CD80/CD28 interactions prominently regulate CD8⁺ T-cells, while PD-1/PD-L2 control the CD4⁺ T-cell responses in WT mice subjected to MCAO. T-cells were purified, by negative sort, from the spleens of MCAO-subjected WT mice, by labeling with specific microbeads and separating on the AutoMACS^TM. The purified T-cells were CSFE-labeled and then cultured with non-T-cells from the same mice at a 1:1 ratio (T:APC) in the presence of anti-CD3 antibody (2.5 μg/mL; baseline) and other neutralizing Abs (10 μg/mL) to co-stimulatory molecules, in 96-well plates.
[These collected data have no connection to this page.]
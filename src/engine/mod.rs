//! Lot accounting and DCA-vs-lump-sum profit replay.

use alloy_primitives::U256;
use thiserror::Error;

use crate::domain::{NumericError, Timestamp, TokenId};

pub mod ledger;
pub mod processor;
pub mod replay;
pub mod series;

pub use ledger::{Consumption, Lot, LotLedger};
pub use processor::{locked_rate, EventProcessor};
pub use replay::ProfitEngine;
pub use series::{ProfitPoint, ProfitSeries, ProfitSeriesBuilder};

/// A raw point emitted by the processor, amounts in to-token smallest units.
#[derive(Debug, Clone, Copy, PartialEq, Eq)]
pub struct ProfitSample {
    pub timestamp: Timestamp,
    pub kind: SampleKind,
    pub swapped_if_lump_sum: U256,
    pub swapped_if_dca: U256,
    /// `swapped_if_dca / swapped_if_lump_sum`, fixed point scaled by the
    /// to-token's decimal factor.
    pub ratio: U256,
}

#[derive(Debug, Clone, Copy, PartialEq, Eq)]
pub enum SampleKind {
    /// Zero-valued point at position creation.
    Origin,
    Swap,
}

#[derive(Debug, Error)]
pub enum EngineError {
    #[error("price unavailable for {token} at {timestamp}: {reason}")]
    PriceUnavailable {
        token: TokenId,
        timestamp: Timestamp,
        reason: String,
    },
    #[error("events out of order: {found} after {previous}")]
    OutOfOrderEvents {
        previous: Timestamp,
        found: Timestamp,
    },
    #[error(transparent)]
    Numeric(#[from] NumericError),
    #[error("replay cancelled")]
    Cancelled,
}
After 72 h of culture, cells were washed and evaluated by FACS Calibur for (A) CD8⁺ and (B) CD4⁺ T-cell expression and CFSE dilution. Data represent the stimulation indices of the CD8 and CD4 T-cells in the presence of neutralizing Abs as compared to the control (T:APC + anti-CD3 Ab) condition). The data are represented such that the baseline value is 1 and all other values are adjusted relative to the baseline. Data presented are representative of splenocytes obtained from nine WT mice, with least three separate experiments and each experiment comprising duplicates or triplicates of the given neutralizing Ab condition. Significant differences between sample means are indicated as *p ≤ 0.05, **p ≤ 0.01 as compared to the baseline condition.